В интервью Джону Глэду Борис Хазанов отметил: Бродский - первый, а может быть, единственный в русской поэзии большой и крупный поэт, который не является лириком... Это поэт, которому лирическая стихия чужда, может быть противопоказана"  Это очень важный момент, так как он откладывает отпечаток на все его творчество и является точкой отправления в создании образа лирического героя. Лиризм Бродскому чужд. В его произведениях действительно отсутствует эмоциональный отклик на мельчайшие событии душевной или внешней жизни - то, что, по мнению критиков, определяет лицо лирика. Эту же мысль подтверждает и сам Бродский, отвечая на вопрос о своей эволюции: "И если есть какая-то эволюция, то она в стремлении нейтрализовать всякий всякий лирический элемент, приблизив его к звуку, производимому маятником..." [ ]
Другая черта, важная для понимания образа лирического героя - это сложность восприятия мира Бродским, необычное поэтическое мышление, которое вбирает в себя огромное количество сигналов извне. Это очень сложное видение человека, который наблюдает действительность одновременно в самых разных ракурсах, учитывает ассоциации словесные, культурные, пользуется игрой слов. Для него это не игра, но именно способ восприятия действительности. Отсюда происходит такой сложнейший, разветвленный синтаксис с бесконечными переносами, интонационная интенсивность, изощренность и пестрота его языка, огромное количество смысловых завитушек, то, что можно было бы назвать барочностью его языка. И это сложность восприятия мира придает новое звучание стихотворному произведению. "Редко кто добивается такого эффекта в стихах. Это обычно считалось достоянием прозы. Характерно: то, что всегда было привилегией прозы, оказалось у Бродского чуть ли не основным поэтическим качеством" (с. 126).
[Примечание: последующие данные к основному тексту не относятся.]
//! Localize binary - resolves a locale token and path from the command line
//!
//! Usage:
//!   cargo run --bin localize -- fr /contact    # /fr/contact
//!   cargo run --bin localize -- xx /pricing    # falls back to DEFAULT_LOCALE
//!   cargo run --bin localize -- de            # path defaults to /
//!
//! Reads SUPPORTED_LOCALES, DEFAULT_LOCALE and SITE_URL like the server.

use anyhow::{bail, Result};
use mlm_site_locale::{
    config,
    i18n::{LocaleResolver, Resolution},
    routing::{LocalizedPath, LogicalPath},
};
use std::sync::Arc;
use tracing::info;

fn main() -> Result<()> {
    // Load .env file
    let _ = dotenvy::dotenv();

    // Initialize logging
    tracing_subscriber::fmt()
        .with_env_filter(
            tracing_subscriber::EnvFilter::from_default_env()
                .add_directive("localize=info".parse()?),
        )
        .with_writer(std::io::stderr)
        .init();

    let args: Vec<String> = std::env::args().skip(1).collect();

    let config = config::Config::from_env()?;
    let resolver = LocaleResolver::new(Arc::new(config.locale_registry()?));

    let (resolution, localized) = localize(&resolver, &args)?;
    if resolution.was_fallback {
        info!(
            "Locale '{}' is not supported, using '{}'",
            args[0], resolution.locale
        );
    }

    println!("locale:    {}", resolution.locale);
    println!("path:      {}", localized);
    println!("canonical: {}", localized.canonical_url(&config.site_url));

    Ok(())
}

/// Resolve `<locale> [path]` arguments into a locale and a localized path.
fn localize(resolver: &LocaleResolver, args: &[String]) -> Result<(Resolution, LocalizedPath)> {
    let (token, path) = match args {
        [token] => (token.as_str(), "/"),
        [token, path] => (token.as_str(), path.as_str()),
        _ => bail!("Usage: localize <locale> [path]"),
    };

    let logical = LogicalPath::new(path)?;
    let resolution = resolver.resolve_tagged(Some(token));
    let localized = LocalizedPath::build(&logical, &resolution.locale);

    Ok((resolution, localized))
}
Все это помогает Бродскому создать образ лирического героя, человека, который сидит посреди вещей, звуков, вспышек, игры света и тени, передать его внутреннюю оцепенелость посреди мелькающего и невероятно сложного мира. Например, в поэме "Колыбельная Трескового Мыса" описаны жаркая ночь и сидящий в темноте человек. Он все воспринимает, он слышит звуки музыки, он видит полосы света, различает огромное множество деталей, вызывающих, в свою очередь, воспоминания еще о чем-то, а сам он оцепенел, окоченел, посреди всего этого: ничего важного уже случиться не может, все способное вызывать радость или причинять боль, уже позади. Герой не хочет огладываться, вспоминать:
И уже ничего не снится, что меньше быть,
Реже сбываться, не засорять
времени.
"Как давно я топчу..."
На губах лирического героя Бродского постоянная горечь от бренности бытия, от осознания смертности самого себя и всего сущего.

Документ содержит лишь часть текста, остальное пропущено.